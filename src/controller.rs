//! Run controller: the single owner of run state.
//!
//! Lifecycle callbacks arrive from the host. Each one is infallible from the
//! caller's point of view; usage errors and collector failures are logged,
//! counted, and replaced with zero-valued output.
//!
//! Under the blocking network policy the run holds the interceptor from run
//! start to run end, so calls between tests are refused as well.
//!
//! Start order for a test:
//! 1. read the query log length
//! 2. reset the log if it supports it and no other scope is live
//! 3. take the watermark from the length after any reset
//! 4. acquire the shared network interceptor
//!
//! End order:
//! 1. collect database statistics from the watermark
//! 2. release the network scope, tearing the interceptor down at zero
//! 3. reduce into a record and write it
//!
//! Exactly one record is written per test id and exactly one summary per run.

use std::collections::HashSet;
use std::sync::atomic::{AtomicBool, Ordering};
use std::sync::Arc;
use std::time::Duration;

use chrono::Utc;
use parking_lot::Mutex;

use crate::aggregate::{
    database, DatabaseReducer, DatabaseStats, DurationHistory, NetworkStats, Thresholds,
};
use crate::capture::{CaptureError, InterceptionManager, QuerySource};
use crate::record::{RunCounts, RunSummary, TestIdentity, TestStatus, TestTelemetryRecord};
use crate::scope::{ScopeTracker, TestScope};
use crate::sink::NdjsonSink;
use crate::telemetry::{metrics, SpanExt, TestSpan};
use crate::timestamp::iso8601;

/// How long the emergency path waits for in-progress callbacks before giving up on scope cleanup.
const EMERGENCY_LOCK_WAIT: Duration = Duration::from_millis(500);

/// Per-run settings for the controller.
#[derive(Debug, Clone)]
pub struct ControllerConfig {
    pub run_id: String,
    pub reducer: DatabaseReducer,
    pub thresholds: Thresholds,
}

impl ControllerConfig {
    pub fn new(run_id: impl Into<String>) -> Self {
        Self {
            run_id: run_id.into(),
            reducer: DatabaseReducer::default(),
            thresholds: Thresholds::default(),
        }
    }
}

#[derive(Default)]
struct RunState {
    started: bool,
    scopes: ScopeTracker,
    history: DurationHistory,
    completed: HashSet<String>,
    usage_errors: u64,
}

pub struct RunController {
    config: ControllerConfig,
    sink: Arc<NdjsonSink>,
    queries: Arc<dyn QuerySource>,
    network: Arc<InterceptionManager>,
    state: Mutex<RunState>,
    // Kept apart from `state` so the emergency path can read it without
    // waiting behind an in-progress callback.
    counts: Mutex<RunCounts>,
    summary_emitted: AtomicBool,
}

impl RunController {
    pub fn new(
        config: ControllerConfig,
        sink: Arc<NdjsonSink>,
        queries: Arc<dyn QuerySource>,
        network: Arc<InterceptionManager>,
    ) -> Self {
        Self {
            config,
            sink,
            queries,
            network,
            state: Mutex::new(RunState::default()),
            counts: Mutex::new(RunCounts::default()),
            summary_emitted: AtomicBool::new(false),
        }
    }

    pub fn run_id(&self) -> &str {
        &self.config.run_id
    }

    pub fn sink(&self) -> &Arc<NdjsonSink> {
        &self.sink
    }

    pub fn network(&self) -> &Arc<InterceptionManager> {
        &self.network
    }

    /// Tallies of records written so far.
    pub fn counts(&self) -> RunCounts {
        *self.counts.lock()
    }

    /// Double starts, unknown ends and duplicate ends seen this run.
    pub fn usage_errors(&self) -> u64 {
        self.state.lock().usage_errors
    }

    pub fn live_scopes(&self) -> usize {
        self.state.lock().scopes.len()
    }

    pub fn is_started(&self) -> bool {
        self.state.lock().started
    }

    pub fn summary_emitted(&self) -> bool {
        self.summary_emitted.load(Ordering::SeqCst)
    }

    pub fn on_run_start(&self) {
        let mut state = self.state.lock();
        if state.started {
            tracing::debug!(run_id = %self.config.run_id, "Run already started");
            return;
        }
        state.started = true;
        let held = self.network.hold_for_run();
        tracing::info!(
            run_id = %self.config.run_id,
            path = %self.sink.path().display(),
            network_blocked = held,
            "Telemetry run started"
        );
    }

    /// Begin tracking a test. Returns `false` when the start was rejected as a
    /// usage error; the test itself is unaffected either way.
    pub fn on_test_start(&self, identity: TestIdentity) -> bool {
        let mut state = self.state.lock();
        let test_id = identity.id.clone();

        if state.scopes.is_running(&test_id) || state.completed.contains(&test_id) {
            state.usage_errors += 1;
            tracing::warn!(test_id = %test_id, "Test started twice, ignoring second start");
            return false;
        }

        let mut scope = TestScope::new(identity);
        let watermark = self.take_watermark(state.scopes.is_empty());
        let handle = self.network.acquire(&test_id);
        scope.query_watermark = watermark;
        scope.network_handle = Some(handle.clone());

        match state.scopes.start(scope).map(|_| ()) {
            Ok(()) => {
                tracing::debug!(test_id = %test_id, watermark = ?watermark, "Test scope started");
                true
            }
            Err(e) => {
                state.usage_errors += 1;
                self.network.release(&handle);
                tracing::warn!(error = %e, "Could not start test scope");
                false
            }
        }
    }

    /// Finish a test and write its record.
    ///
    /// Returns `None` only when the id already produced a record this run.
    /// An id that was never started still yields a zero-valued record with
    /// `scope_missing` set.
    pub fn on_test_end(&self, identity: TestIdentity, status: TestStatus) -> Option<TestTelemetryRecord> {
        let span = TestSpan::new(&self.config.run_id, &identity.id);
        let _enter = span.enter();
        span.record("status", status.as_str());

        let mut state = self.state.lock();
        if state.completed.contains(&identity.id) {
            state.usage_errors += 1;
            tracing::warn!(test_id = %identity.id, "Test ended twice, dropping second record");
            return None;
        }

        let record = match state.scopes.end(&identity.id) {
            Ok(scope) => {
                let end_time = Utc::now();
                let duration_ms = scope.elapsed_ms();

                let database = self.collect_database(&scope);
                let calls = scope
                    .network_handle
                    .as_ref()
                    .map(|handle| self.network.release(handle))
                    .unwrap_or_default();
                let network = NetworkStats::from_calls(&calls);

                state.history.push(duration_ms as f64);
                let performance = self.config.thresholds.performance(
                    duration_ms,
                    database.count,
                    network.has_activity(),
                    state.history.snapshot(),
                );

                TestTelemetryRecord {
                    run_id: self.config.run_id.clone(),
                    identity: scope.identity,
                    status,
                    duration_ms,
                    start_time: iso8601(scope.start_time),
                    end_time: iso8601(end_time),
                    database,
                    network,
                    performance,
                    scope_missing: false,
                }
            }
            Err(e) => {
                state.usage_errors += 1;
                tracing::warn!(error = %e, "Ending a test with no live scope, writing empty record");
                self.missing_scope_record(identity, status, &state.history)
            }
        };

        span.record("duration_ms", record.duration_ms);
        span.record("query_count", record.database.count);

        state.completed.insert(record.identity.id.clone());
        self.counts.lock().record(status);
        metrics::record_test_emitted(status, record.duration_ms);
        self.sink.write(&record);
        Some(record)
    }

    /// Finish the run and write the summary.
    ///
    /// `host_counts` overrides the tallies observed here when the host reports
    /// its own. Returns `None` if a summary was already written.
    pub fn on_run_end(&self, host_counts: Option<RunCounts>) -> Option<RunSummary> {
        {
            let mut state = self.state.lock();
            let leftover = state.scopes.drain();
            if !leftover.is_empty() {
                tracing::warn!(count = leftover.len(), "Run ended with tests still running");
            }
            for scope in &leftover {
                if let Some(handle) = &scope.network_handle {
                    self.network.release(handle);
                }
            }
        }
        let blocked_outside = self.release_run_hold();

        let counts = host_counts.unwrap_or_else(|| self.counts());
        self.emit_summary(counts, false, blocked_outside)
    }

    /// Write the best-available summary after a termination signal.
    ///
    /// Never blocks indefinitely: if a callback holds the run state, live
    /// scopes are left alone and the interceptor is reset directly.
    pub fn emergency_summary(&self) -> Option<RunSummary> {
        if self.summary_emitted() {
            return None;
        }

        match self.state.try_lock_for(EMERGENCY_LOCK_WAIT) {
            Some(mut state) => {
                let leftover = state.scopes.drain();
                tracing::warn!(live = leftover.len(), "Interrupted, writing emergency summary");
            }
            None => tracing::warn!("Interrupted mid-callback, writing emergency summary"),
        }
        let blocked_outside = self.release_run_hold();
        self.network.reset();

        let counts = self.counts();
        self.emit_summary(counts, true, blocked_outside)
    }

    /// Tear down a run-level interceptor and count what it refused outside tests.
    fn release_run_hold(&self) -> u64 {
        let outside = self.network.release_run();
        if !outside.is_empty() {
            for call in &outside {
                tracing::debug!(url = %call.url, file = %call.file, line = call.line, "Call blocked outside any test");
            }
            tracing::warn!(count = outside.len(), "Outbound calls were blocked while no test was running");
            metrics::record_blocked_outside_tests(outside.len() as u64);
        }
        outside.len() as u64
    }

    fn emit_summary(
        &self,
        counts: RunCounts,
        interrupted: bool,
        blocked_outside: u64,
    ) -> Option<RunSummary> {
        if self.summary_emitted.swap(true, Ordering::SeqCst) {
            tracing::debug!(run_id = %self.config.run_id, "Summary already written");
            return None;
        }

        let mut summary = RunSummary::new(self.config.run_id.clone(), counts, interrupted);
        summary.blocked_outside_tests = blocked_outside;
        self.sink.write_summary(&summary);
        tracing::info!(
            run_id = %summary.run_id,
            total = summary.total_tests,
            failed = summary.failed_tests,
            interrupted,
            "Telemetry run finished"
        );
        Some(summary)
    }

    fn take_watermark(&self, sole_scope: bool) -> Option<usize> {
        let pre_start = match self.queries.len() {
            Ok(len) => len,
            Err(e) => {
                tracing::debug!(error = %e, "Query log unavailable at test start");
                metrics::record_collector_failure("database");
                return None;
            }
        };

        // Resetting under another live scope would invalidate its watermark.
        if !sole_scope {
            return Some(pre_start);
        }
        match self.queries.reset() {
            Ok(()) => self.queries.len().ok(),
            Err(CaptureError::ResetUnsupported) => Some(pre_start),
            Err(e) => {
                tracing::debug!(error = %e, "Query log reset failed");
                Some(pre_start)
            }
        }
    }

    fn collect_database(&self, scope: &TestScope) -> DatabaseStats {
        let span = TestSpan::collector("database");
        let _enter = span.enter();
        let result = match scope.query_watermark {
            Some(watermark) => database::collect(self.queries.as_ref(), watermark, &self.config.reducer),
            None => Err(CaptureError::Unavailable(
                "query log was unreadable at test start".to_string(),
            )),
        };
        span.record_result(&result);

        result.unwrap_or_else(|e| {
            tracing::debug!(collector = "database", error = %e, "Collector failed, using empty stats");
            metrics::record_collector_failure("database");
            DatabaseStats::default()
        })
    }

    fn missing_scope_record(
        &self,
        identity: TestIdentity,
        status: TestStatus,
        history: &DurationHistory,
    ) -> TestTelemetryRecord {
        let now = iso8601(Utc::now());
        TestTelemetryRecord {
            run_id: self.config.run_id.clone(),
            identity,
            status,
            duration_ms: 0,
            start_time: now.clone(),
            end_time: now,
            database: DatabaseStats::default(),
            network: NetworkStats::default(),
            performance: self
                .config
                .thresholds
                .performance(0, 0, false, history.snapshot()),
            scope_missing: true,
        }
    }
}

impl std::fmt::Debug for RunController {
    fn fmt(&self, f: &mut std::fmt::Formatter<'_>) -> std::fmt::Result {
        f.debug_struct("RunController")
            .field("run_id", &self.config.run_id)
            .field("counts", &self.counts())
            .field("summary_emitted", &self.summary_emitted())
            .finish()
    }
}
_____
**TASK GOAL**
The line with "caller's point of" is the last to include; transcribe exactly every line from the top of the material above down to it.

**EXERCISE OUTPUT**
filename src/controller.rs
//! Run controller: the single owner of run state.
//!
//! Lifecycle callbacks arrive from the host. Each one is infallible from the
//! caller's point of view; usage errors and collector failures are logged,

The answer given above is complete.